Gastric cancer (GC) remains a major challenge due to its high mortality and morbidity, despite extensive research. Dysregulated host immunity plays a critical role in carcinogenesis, particularly among susceptible cohorts. In the gastric mucosa of GC patients, a reduction in IL-34 and TAM1, accompanied by an increase in TAM2 M-CSF, enhances Th2 cell function, reduces pro-inflammatory activity, and elevates anti-inflammatory responses. Consequently, TAM2 acts in both paracrine and autocrine manners to polarize and boost TAM2, creating a tumour-favourable microenvironment that supports GC progression. High levels of TAM2, observed during advanced GC stages, suppress gastric IL-34 production, further promoting GC development. In contrast, IL-35, a cytokine involved in immune regulation and suppression, is produced by activated T cells and/or B cells in the affected gastric mucosa.

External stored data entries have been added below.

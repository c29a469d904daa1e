//! Ingredient Catalog: canonical slugs, cuisine affinity, protein and meat
//! flags, and the one-directional ingredient family expansion table.
//!
//! The slug is the only join key between requests, recipes and families.
//! Free-form ingredient names are canonicalized here before anything else
//! compares them.

use serde::Deserialize;
use std::collections::{BTreeMap, HashMap};
use strsim::jaro_winkler;

use crate::services::atlas::normalize_cuisine;
use crate::services::knowledge::KnowledgeError;

/// Minimum Jaro-Winkler similarity for a misspelled name to snap to a slug.
const FUZZY_MATCH_THRESHOLD: f64 = 0.94;

/// Names shorter than this are never fuzzy-matched ("ham" vs "yam").
const FUZZY_MIN_LEN: usize = 5;

#[derive(Debug, Deserialize)]
struct IngredientEntry {
    slug: String,
    name: String,
    #[serde(default)]
    cuisines: Vec<String>,
    #[serde(default)]
    is_protein: bool,
    #[serde(default)]
    is_meat: bool,
    #[serde(default)]
    aliases: Vec<String>,
}

#[derive(Debug, Clone, PartialEq)]
pub struct Ingredient {
    pub slug: String,
    pub display_name: String,
    /// Empty means universal
    pub allowed_cuisines: Vec<String>,
    pub is_protein: bool,
    /// Meat or fish; always also a protein
    pub is_meat: bool,
}

impl Ingredient {
    pub fn is_universal(&self) -> bool {
        self.allowed_cuisines.is_empty()
    }

    pub fn fits_cuisine(&self, cuisine_key: &str) -> bool {
        self.is_universal() || self.allowed_cuisines.iter().any(|c| c == cuisine_key)
    }
}

/// Turn a free-form ingredient name into slug form: lower-case words joined by `_`.
pub fn slugify(name: &str) -> String {
    name.to_lowercase()
        .chars()
        .map(|c| if c.is_alphanumeric() { c } else { ' ' })
        .collect::<String>()
        .split_whitespace()
        .collect::<Vec<_>>()
        .join("_")
}

/// Singular candidates for a plural slug, most specific rule first.
fn singular_forms(slug: &str) -> Vec<String> {
    let mut forms = Vec::new();
    if let Some(stem) = slug.strip_suffix("ies") {
        forms.push(format!("{stem}y"));
    }
    if let Some(stem) = slug.strip_suffix("es") {
        forms.push(stem.to_string());
    }
    if let Some(stem) = slug.strip_suffix('s') {
        if !stem.ends_with('s') {
            forms.push(stem.to_string());
        }
    }
    forms
}

/// Immutable after load.
#[derive(Debug, Clone)]
pub struct IngredientCatalog {
    ingredients: HashMap<String, Ingredient>,
    /// Alias slug → canonical slug
    aliases: HashMap<String, String>,
    /// Head slug → member slugs
    families: HashMap<String, Vec<String>>,
}

impl IngredientCatalog {
    /// Build the catalog from the ingredient list and the family table.
    /// Family members inherit the protein and meat flags of their head.
    pub fn from_json(ingredients_json: &str, families_json: &str) -> Result<Self, KnowledgeError> {
        let entries: Vec<IngredientEntry> = serde_json::from_str(ingredients_json)?;
        let families: BTreeMap<String, Vec<String>> = serde_json::from_str(families_json)?;

        let mut ingredients = HashMap::with_capacity(entries.len());
        let mut aliases = HashMap::new();

        for entry in entries {
            let slug = slugify(&entry.slug);
            for alias in &entry.aliases {
                aliases.insert(slugify(alias), slug.clone());
            }
            ingredients.insert(
                slug.clone(),
                Ingredient {
                    slug,
                    display_name: entry.name,
                    allowed_cuisines: entry.cuisines.iter().map(|c| normalize_cuisine(c)).collect(),
                    is_protein: entry.is_protein || entry.is_meat,
                    is_meat: entry.is_meat,
                },
            );
        }

        let mut family_table = HashMap::with_capacity(families.len());
        for (head, members) in families {
            let head = slugify(&head);
            let (head_protein, head_meat) = match ingredients.get(&head) {
                Some(i) => (i.is_protein, i.is_meat),
                None => return Err(KnowledgeError::UnknownFamilyHead(head)),
            };
            let members: Vec<String> = members.iter().map(|m| slugify(m)).collect();
            for member in &members {
                let entry = ingredients.entry(member.clone()).or_insert_with(|| Ingredient {
                    slug: member.clone(),
                    display_name: title_from_slug(member),
                    allowed_cuisines: Vec::new(),
                    is_protein: false,
                    is_meat: false,
                });
                entry.is_protein |= head_protein;
                entry.is_meat |= head_meat;
            }
            family_table.insert(head, members);
        }

        Ok(Self {
            ingredients,
            aliases,
            families: family_table,
        })
    }

    pub fn get(&self, slug: &str) -> Option<&Ingredient> {
        self.ingredients.get(slug)
    }

    pub fn len(&self) -> usize {
        self.ingredients.len()
    }

    pub fn is_empty(&self) -> bool {
        self.ingredients.is_empty()
    }

    fn lookup_exact(&self, slug: &str) -> Option<&str> {
        if let Some(i) = self.ingredients.get(slug) {
            return Some(i.slug.as_str());
        }
        self.aliases.get(slug).map(String::as_str)
    }

    fn lookup_with_plurals(&self, slug: &str) -> Option<&str> {
        self.lookup_exact(slug).or_else(|| {
            singular_forms(slug)
                .iter()
                .find_map(|form| self.lookup_exact(form))
        })
    }

    /// Canonicalize a free-form ingredient name. Unknown names come back in
    /// plain slug form so they can still be compared verbatim.
    ///
    /// Resolution order: exact slug or alias, singular forms, progressively
    /// shorter trailing word runs ("extra virgin olive oil" → `olive_oil`),
    /// then a Jaro-Winkler near-match for misspellings.
    pub fn canonical_slug(&self, name: &str) -> String {
        let slug = slugify(name);
        if slug.is_empty() {
            return slug;
        }
        if let Some(found) = self.lookup_with_plurals(&slug) {
            return found.to_string();
        }

        let words: Vec<&str> = slug.split('_').collect();
        for start in 1..words.len() {
            let tail = words[start..].join("_");
            if let Some(found) = self.lookup_with_plurals(&tail) {
                return found.to_string();
            }
        }

        if slug.chars().count() >= FUZZY_MIN_LEN {
            let best = self
                .ingredients
                .keys()
                .chain(self.aliases.keys())
                .map(|candidate| (candidate, jaro_winkler(&slug, candidate)))
                .filter(|(_, score)| *score >= FUZZY_MATCH_THRESHOLD)
                .max_by(|a, b| a.1.total_cmp(&b.1).then_with(|| b.0.cmp(a.0)));
            if let Some((candidate, _)) = best {
                if let Some(found) = self.lookup_exact(candidate) {
                    return found.to_string();
                }
            }
        }

        slug
    }

    /// The slug itself followed by its family members, if it is a family head.
    /// A specific member never expands back to its head.
    pub fn expand(&self, slug: &str) -> Vec<String> {
        let mut expanded = vec![slug.to_string()];
        if let Some(members) = self.families.get(slug) {
            expanded.extend(members.iter().cloned());
        }
        expanded
    }

    pub fn is_protein(&self, slug: &str) -> bool {
        self.ingredients.get(slug).is_some_and(|i| i.is_protein)
    }

    /// Meat or fish. Compound slugs not flagged as meat are still checked
    /// word by word, so `chicken_stock` and `fish_sauce` count as meat.
    pub fn is_meat(&self, slug: &str) -> bool {
        if self.ingredients.get(slug).is_some_and(|i| i.is_meat) {
            return true;
        }
        slug.split('_').any(|word| {
            self.lookup_with_plurals(word)
                .and_then(|s| self.ingredients.get(s))
                .is_some_and(|i| i.is_meat)
        })
    }

    pub fn display_name(&self, slug: &str) -> String {
        self.ingredients
            .get(slug)
            .map(|i| i.display_name.clone())
            .unwrap_or_else(|| title_from_slug(slug))
    }

    /// Whether the requested ingredients are plausible for a cuisine.
    ///
    /// Ingredients that are universal or uncatalogued never count against a
    /// cuisine. The set is compatible while the incompatible share stays
    /// below `threshold`. An empty request is always compatible.
    pub fn compatible_with(&self, slugs: &[String], cuisine: &str, threshold: f64) -> bool {
        if slugs.is_empty() {
            return true;
        }
        let cuisine = normalize_cuisine(cuisine);
        let incompatible = slugs
            .iter()
            .filter(|slug| {
                self.ingredients
                    .get(slug.as_str())
                    .is_some_and(|i| !i.fits_cuisine(&cuisine))
            })
            .count();
        (incompatible as f64) < threshold * slugs.len() as f64
    }

    /// Cuisines ranked by how many of the given ingredients list them as an
    /// affinity. Universal ingredients contribute nothing.
    pub fn affinity_scores(&self, slugs: &[String]) -> Vec<(String, usize)> {
        let mut counts: HashMap<&str, usize> = HashMap::new();
        for slug in slugs {
            if let Some(ingredient) = self.ingredients.get(slug.as_str()) {
                for cuisine in &ingredient.allowed_cuisines {
                    *counts.entry(cuisine.as_str()).or_default() += 1;
                }
            }
        }
        let mut ranked: Vec<(String, usize)> = counts
            .into_iter()
            .map(|(cuisine, count)| (cuisine.to_string(), count))
            .collect();
        ranked.sort_by(|a, b| b.1.cmp(&a.1).then_with(|| a.0.cmp(&b.0)));
        ranked
    }

    /// Non-protein ingredients specific to a cuisine (its characteristic seasonings).
    pub fn typical_for(&self, cuisine: &str) -> Vec<&Ingredient> {
        let cuisine = normalize_cuisine(cuisine);
        let mut typical: Vec<&Ingredient> = self
            .ingredients
            .values()
            .filter(|i| !i.is_protein && !i.is_universal() && i.fits_cuisine(&cuisine))
            .collect();
        typical.sort_by(|a, b| a.slug.cmp(&b.slug));
        typical
    }
}

fn title_from_slug(slug: &str) -> String {
    crate::services::atlas::display_cuisine(&slug.replace('_', " "))
}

Persistent infection in GC tissues is associated with significant infiltration of IL-35-producing B cells and regulatory T cells (Tregs), which enhance the immunosuppressive and pro-tumour microenvironment by disrupting the local immune balance. Upregulated mucosal IL-35 promotes the polarization of TAM2 and Tregs while suppressing TAM1 cells, fostering a tumour-friendly environment that allows transformed gastric mucosal cells to evade immune surveillance, particularly in chronic -infected patients. This cascade enhances proliferation and invasion while suppressing differentiation and apoptosis of GC cells. Together, the differential regulation of these cytokines creates an environment that supports cancer progression and resistance to therapy. Targeting the IL-34 and IL-35 pathways may offer a novel therapeutic strategy for improving outcomes in GC patients.